This might be quite a naïve question, but I seem to be unable to find a good answer.
The set-valued functional $$ F(X) = (X \to X) \cup \{ \bot \} $$ is not monotonic: $F(\{t\}) = \{\bot,\mathrm{id}_{ \{ t \} }\} \not \subseteq F(\{t,f\}) = \{ \bot,\mathrm{id}_{\{t,f\}},\mathrm{not} \}$ if you represent $A \to B \subseteq A \times B$ as its graph (note that $\mathrm{id}_{\{t\}} \neq \mathrm{id}_{\{t,f\}}$; the former has a graph of one element while the latter has a graph with two elements), so we can't use the usual fixpoint theorems.
How can we show in the simplest possible terms (preferrably by counter-example) that a (the least) fixed-point of $F$ does in fact not exist? (Which is the result I would expect, but I'm prepared to be surprised.)

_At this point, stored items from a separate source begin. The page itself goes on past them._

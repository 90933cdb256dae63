//! Command-line interface argument parsing and definitions
//!
//! This module defines the CLI structure using clap's derive API.

use clap::{Parser, Subcommand, ValueEnum};
use serde::{Deserialize, Serialize};
use std::io::IsTerminal;
use std::path::PathBuf;

/// Dynafield CLI - lint record schemas, validate records and compile filters
///
/// Works on YAML or JSON schema documents holding `__typename`-tagged field
/// descriptors, the same documents the library loads at runtime.
#[derive(Parser, Debug)]
#[command(
    name = "dynafield",
    version,
    author,
    about,
    long_about = None,
    propagate_version = true,
    arg_required_else_help = true
)]
pub struct Cli {
    /// Enable verbose output (can be used multiple times for increased verbosity)
    #[arg(short, long, action = clap::ArgAction::Count, global = true)]
    pub verbose: u8,

    /// Suppress all non-essential output
    #[arg(short, long, global = true, conflicts_with = "verbose")]
    pub quiet: bool,

    /// Path to configuration file
    #[arg(short, long, global = true, env = "DYNAFIELD_CONFIG")]
    pub config: Option<PathBuf>,

    /// Output format for results (defaults to the configured format)
    #[arg(short, long, value_enum, global = true)]
    pub output: Option<OutputFormat>,

    /// Disable colored output
    #[arg(long, global = true)]
    pub no_color: bool,

    #[command(subcommand)]
    pub command: Commands,
}

#[derive(Subcommand, Debug)]
pub enum Commands {
    /// Lint a record schema document
    Check(CheckArgs),

    /// Validate records against a record schema
    Validate(ValidateArgs),

    /// Print the GraphQL SDL for one or more record schemas
    Sdl(SdlArgs),

    /// Print the JSON Schema of the records a schema accepts
    JsonSchema(JsonSchemaArgs),

    /// Infer field descriptors from a function signature
    Infer(InferArgs),

    /// Compile a filter to SQL or apply it to records
    Filter(FilterArgs),

    /// Manage configuration files and settings
    Config(ConfigArgs),
}

#[derive(Parser, Debug)]
pub struct CheckArgs {
    /// Schema document (JSON or YAML)
    #[arg(value_name = "SCHEMA")]
    pub schema: PathBuf,

    /// Lint strictness (defaults to the configured mode)
    #[arg(short, long, value_enum)]
    pub strict: Option<StrictMode>,

    /// Print the loaded document after the result
    #[arg(long)]
    pub detailed: bool,
}

#[derive(Parser, Debug)]
pub struct ValidateArgs {
    /// Schema document (JSON or YAML)
    #[arg(value_name = "SCHEMA")]
    pub schema: PathBuf,

    /// A record or a list of records (JSON or YAML)
    #[arg(value_name = "RECORDS")]
    pub records: PathBuf,

    /// Reject keys the schema does not define
    #[arg(long)]
    pub strict_keys: bool,

    /// Null out invalid fields instead of failing
    #[arg(long, conflicts_with = "strict_keys")]
    pub safe: bool,

    /// Include unset and null fields in the output
    #[arg(long)]
    pub full: bool,

    /// Print enum members by name instead of value
    #[arg(long)]
    pub enum_names: bool,
}

#[derive(Parser, Debug)]
pub struct SdlArgs {
    /// Schema documents or directories of them
    #[arg(value_name = "SCHEMA", required = true)]
    pub schemas: Vec<PathBuf>,
}

#[derive(Parser, Debug)]
pub struct JsonSchemaArgs {
    /// Schema document (JSON or YAML)
    #[arg(value_name = "SCHEMA")]
    pub schema: PathBuf,
}

#[derive(Parser, Debug)]
pub struct InferArgs {
    /// Signature text such as `fn create(name: String, age: i64 = 18)`, or `@FILE`
    #[arg(value_name = "SIGNATURE")]
    pub signature: String,

    /// Model name (defaults to `<Function>Model`)
    #[arg(long)]
    pub name: Option<String>,

    /// Per-parameter override as `PARAM=JSON`; `{"field": {...}}` replaces the descriptor
    #[arg(long = "override", value_name = "PARAM=JSON")]
    pub overrides: Vec<String>,

    /// Also print the JSON Schema of the inferred model
    #[arg(long)]
    pub json_schema: bool,
}

#[derive(Parser, Debug)]
pub struct FilterArgs {
    /// Filter expression document (JSON or YAML)
    #[arg(value_name = "FILTER")]
    pub filter: PathBuf,

    /// Evaluate against these records instead of compiling to SQL
    #[arg(long, value_name = "RECORDS")]
    pub records: Option<PathBuf>,

    /// Use `$1`-style placeholders instead of `%s`
    #[arg(long, conflicts_with = "records")]
    pub numbered: bool,
}

#[derive(Parser, Debug)]
pub struct ConfigArgs {
    #[command(subcommand)]
    pub action: ConfigAction,
}

#[derive(Subcommand, Debug)]
pub enum ConfigAction {
    /// Show the effective configuration
    Show(ConfigShowArgs),

    /// Write a default configuration file
    Init(ConfigInitArgs),

    /// List the configuration files that are consulted, in load order
    Path,
}

#[derive(Parser, Debug)]
pub struct ConfigShowArgs {
    #[arg(short, long, value_enum, default_value = "yaml")]
    pub format: ConfigFormat,
}

#[derive(Parser, Debug)]
pub struct ConfigInitArgs {
    /// Write the user config instead of the project config (.dynafield.yaml)
    #[arg(long)]
    pub user: bool,

    /// Overwrite an existing file
    #[arg(long)]
    pub force: bool,
}

#[derive(Copy, Clone, Debug, PartialEq, Eq, ValueEnum)]
pub enum ConfigFormat {
    Json,
    Yaml,
}

/// Output format options
#[derive(Copy, Clone, Debug, PartialEq, Eq, ValueEnum, Serialize, Deserialize)]
#[serde(rename_all = "kebab-case")]
pub enum OutputFormat {
    /// Human-readable formatted output
    Human,
    /// JSON output
    Json,
    /// YAML output
    Yaml,
    /// Pretty-printed JSON output
    JsonPretty,
}

/// Lint strictness for schema documents
#[derive(Copy, Clone, Debug, PartialEq, Eq, ValueEnum, Serialize, Deserialize)]
#[serde(rename_all = "lowercase")]
pub enum StrictMode {
    /// Every rule, including a full compile
    Strict,
    /// Consistency rules, no compile
    Warn,
    /// Structure only
    Basic,
}

impl Cli {
    pub fn parse_args() -> Self {
        Self::parse()
    }

    /// Get the effective verbosity level (considering quiet flag)
    pub fn verbosity_level(&self) -> u8 {
        if self.quiet {
            0
        } else {
            self.verbose
        }
    }

    /// Colors only on an interactive stdout
    pub fn use_color(&self) -> bool {
        !self.no_color && std::io::stdout().is_terminal()
    }
}

impl From<StrictMode> for dynafield_schemas::ValidationMode {
    fn from(mode: StrictMode) -> Self {
        match mode {
            StrictMode::Strict => dynafield_schemas::ValidationMode::Strict,
            StrictMode::Warn => dynafield_schemas::ValidationMode::Partial,
            StrictMode::Basic => dynafield_schemas::ValidationMode::Basic,
        }
    }
}

#[cfg(test)]
mod tests {
    use super::*;
    use clap::CommandFactory;

    #[test]
    fn verify_cli() {
        Cli::command().debug_assert();
    }

    #[test]
    fn test_verbosity_level() {
        let cli = Cli::parse_from(["dynafield", "-vv", "check", "people.yaml"]);
        assert_eq!(cli.verbosity_level(), 2);

        let cli = Cli::parse_from(["dynafield", "--quiet", "check", "people.yaml"]);
        assert_eq!(cli.verbosity_level(), 0);
    }

    #[test]
    fn test_validate_flags() {
        let cli = Cli::parse_from([
            "dynafield",
            "-o",
            "json-pretty",
            "validate",
            "people.yaml",
            "rows.json",
            "--strict-keys",
        ]);
        assert_eq!(cli.output, Some(OutputFormat::JsonPretty));
        match cli.command {
            Commands::Validate(args) => {
                assert!(args.strict_keys);
                assert!(!args.safe);
            }
            other => panic!("unexpected command {other:?}"),
        }

        assert!(Cli::try_parse_from(["dynafield", "validate", "a.yaml", "b.json", "--strict-keys", "--safe"]).is_err());
    }

    #[test]
    fn test_infer_overrides_repeat() {
        let cli = Cli::parse_from([
            "dynafield",
            "infer",
            "fn f(a: i64, b: String)",
            "--override",
            "a={\"required\": true}",
            "--override",
            "b={\"description\": \"B\"}",
        ]);
        let Commands::Infer(args) = cli.command else {
            panic!("expected infer");
        };
        assert_eq!(args.overrides.len(), 2);
    }

    #[test]
    fn test_strict_mode_maps_to_validation_mode() {
        use dynafield_schemas::ValidationMode;
        assert_eq!(ValidationMode::from(StrictMode::Warn), ValidationMode::Partial);
        assert_eq!(ValidationMode::from(StrictMode::Basic), ValidationMode::Basic);
    }
}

In hindsight this is probably somewhat obvious to an undergrad mathematician, but it is of vital importance to programming language semanticists, so here it goes:
Suppose that $μF$ is the fixed-point of $F$. Then there must be an injection $fun : (μF \to μF) \to μF$. On the other hand, $μF$ contains at least two elements (e.g., $\bot, (λ\_.\bot)$), so the cardinality of $μF \to μF = μF^{μF}$ is at least the cardinality of $2^{μF}$, the set of two-valued functions on $μF$. But $2^{μF}$ is one-to-one with the powerset $\mathcal{P}(μF)$, and Cantor has proven that the latter has strictly larger cardinality than $μF$ and then so has $μF^{μF}$. That is in contradiction to the existence of the injection $fun$.